# PROBLEM TO SOLVE:
In the data below, give the number of lines that contain the word "compiler". Nothing else is needed.

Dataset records
◆ ◆ ◆ ◆ ◆ ◆ ◆

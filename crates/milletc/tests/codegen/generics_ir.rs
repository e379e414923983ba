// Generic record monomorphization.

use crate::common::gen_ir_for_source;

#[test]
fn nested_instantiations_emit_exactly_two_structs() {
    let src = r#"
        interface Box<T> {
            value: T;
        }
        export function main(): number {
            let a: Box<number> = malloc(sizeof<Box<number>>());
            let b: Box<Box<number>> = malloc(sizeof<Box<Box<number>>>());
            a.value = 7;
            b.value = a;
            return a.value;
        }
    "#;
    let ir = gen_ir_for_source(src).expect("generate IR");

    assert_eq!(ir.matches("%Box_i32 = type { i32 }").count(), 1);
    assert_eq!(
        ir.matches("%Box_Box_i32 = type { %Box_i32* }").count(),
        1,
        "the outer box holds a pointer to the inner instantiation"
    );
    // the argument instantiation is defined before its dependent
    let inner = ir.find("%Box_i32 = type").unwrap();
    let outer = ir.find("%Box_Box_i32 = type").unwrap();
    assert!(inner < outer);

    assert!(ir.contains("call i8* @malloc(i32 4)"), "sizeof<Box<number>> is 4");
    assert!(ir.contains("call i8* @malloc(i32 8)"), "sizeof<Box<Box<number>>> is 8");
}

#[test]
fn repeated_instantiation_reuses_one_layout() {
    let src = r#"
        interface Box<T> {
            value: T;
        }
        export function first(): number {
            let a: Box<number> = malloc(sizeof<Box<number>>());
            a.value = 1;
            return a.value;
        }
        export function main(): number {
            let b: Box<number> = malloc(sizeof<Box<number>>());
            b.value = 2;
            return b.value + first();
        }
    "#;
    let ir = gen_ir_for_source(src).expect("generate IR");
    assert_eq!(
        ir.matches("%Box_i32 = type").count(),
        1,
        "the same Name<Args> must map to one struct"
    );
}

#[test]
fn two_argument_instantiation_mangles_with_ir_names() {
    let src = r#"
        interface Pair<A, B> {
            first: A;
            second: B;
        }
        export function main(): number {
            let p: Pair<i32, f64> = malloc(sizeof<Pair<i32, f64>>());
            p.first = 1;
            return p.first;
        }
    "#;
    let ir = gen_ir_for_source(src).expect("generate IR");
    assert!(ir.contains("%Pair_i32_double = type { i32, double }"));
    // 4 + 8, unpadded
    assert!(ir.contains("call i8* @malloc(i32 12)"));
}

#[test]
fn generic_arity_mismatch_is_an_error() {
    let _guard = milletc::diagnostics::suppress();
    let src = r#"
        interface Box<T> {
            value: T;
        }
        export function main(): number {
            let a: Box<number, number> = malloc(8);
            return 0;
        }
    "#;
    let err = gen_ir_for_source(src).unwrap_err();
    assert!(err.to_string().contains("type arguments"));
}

◆ ◆ ◆ ◆ ◆ ◆ ◆

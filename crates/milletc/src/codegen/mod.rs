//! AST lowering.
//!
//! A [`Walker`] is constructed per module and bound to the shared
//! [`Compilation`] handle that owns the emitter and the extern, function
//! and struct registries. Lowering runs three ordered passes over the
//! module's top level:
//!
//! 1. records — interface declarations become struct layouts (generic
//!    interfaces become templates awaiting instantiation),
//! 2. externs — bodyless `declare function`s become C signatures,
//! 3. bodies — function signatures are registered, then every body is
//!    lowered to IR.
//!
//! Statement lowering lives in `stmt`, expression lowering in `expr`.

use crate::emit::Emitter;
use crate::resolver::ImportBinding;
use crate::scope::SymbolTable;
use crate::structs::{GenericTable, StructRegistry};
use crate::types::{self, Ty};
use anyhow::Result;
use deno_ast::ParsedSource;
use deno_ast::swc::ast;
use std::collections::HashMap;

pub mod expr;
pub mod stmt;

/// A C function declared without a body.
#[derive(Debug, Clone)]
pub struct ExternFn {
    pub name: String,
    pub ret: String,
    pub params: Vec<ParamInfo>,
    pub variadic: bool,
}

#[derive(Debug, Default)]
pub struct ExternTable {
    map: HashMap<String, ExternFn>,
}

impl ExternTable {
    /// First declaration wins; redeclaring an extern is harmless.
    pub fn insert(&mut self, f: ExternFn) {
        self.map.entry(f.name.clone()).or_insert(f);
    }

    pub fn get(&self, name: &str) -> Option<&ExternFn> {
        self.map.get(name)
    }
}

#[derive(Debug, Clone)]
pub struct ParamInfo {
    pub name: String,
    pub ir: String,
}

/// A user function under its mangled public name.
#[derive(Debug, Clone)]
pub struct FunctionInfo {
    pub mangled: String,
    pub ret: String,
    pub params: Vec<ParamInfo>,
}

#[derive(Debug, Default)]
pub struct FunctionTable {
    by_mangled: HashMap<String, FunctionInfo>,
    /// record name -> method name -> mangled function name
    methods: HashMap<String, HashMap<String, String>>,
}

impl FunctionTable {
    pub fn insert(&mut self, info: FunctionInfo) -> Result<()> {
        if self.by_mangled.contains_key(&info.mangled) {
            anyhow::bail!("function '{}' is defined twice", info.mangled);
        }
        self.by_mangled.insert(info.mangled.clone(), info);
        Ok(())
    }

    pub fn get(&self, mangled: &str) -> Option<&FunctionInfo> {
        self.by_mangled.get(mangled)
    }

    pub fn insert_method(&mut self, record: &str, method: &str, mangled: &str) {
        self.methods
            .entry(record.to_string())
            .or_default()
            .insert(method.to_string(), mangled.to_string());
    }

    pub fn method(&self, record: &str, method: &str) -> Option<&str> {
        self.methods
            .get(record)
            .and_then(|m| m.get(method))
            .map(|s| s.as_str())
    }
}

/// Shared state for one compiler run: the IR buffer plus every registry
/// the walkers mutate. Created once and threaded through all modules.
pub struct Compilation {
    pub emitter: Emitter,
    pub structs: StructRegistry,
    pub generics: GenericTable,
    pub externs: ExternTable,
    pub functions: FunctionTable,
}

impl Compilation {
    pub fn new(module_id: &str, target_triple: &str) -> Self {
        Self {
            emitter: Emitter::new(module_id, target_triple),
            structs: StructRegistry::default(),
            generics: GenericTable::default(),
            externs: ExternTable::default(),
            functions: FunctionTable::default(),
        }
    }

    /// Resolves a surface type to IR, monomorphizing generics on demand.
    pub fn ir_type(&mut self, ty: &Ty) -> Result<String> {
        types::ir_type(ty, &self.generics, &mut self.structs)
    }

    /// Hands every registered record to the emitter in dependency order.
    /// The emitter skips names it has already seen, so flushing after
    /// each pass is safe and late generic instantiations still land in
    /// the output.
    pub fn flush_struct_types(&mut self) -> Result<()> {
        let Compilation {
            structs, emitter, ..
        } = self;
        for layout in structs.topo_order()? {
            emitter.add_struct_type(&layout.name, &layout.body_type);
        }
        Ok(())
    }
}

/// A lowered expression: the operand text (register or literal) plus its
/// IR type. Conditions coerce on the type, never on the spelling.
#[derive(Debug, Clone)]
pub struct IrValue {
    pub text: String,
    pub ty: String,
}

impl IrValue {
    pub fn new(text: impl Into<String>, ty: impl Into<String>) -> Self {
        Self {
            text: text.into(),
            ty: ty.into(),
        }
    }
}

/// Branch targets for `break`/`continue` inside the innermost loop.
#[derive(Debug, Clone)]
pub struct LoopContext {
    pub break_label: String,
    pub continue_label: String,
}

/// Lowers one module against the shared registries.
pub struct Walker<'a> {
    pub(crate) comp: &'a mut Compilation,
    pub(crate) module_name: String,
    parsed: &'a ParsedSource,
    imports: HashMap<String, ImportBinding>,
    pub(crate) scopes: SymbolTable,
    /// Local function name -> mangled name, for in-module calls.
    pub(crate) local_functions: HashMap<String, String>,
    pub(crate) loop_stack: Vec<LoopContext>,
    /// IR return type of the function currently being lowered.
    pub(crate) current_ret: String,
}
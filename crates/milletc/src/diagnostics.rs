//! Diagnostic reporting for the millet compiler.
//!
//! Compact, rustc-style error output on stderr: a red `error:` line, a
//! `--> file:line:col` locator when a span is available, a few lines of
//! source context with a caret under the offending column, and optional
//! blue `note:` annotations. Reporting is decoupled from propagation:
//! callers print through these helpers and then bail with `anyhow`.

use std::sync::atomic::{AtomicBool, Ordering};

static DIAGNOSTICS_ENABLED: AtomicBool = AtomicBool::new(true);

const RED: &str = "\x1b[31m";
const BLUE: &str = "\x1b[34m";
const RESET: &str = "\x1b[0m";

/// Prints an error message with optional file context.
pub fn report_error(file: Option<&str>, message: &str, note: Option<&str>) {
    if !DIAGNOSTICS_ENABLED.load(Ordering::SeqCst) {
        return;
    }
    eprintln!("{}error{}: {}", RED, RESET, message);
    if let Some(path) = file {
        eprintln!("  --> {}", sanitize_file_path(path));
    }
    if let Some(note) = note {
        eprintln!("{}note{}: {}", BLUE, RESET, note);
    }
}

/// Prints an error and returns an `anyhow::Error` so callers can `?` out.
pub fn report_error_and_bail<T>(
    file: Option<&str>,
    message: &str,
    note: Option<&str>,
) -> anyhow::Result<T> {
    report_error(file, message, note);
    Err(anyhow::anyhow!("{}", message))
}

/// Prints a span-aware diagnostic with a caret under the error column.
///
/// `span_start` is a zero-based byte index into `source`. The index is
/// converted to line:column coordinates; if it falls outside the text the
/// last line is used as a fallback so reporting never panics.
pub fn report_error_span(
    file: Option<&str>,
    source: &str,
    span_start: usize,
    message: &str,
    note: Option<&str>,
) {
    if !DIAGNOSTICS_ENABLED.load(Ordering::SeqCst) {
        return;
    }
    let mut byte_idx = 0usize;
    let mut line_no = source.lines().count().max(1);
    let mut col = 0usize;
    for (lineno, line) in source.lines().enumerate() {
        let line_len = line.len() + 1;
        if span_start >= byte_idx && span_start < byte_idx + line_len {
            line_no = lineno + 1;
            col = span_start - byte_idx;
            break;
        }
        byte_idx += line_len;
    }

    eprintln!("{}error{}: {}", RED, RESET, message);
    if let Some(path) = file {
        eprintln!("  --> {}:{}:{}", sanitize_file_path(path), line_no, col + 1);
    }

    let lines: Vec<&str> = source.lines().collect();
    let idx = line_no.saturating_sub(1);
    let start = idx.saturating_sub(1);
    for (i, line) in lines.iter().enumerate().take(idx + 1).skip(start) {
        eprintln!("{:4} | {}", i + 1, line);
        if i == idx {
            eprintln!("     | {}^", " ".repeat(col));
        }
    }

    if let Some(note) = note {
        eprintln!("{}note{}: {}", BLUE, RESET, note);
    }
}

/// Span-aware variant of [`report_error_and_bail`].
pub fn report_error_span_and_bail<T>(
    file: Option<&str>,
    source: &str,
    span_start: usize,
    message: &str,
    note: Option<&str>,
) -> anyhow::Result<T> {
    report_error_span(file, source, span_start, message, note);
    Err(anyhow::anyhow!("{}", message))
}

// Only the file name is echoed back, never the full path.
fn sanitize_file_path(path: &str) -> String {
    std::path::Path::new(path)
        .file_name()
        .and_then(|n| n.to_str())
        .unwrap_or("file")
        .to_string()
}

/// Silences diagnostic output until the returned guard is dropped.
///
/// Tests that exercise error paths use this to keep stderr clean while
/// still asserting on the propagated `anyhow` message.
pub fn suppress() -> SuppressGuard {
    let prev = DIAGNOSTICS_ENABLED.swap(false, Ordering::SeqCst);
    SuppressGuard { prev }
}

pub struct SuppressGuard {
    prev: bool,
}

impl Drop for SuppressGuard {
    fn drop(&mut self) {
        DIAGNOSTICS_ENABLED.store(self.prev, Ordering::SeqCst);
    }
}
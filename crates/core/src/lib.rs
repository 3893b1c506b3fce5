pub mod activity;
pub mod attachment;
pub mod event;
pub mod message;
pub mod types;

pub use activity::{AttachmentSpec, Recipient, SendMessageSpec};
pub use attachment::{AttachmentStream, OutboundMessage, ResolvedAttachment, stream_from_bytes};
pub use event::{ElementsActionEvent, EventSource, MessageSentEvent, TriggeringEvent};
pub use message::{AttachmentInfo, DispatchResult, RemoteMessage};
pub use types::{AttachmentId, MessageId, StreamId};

◆ ◆ ◆ ◆ ◆ ◆ ◆

# EXERCISE RESULT:
2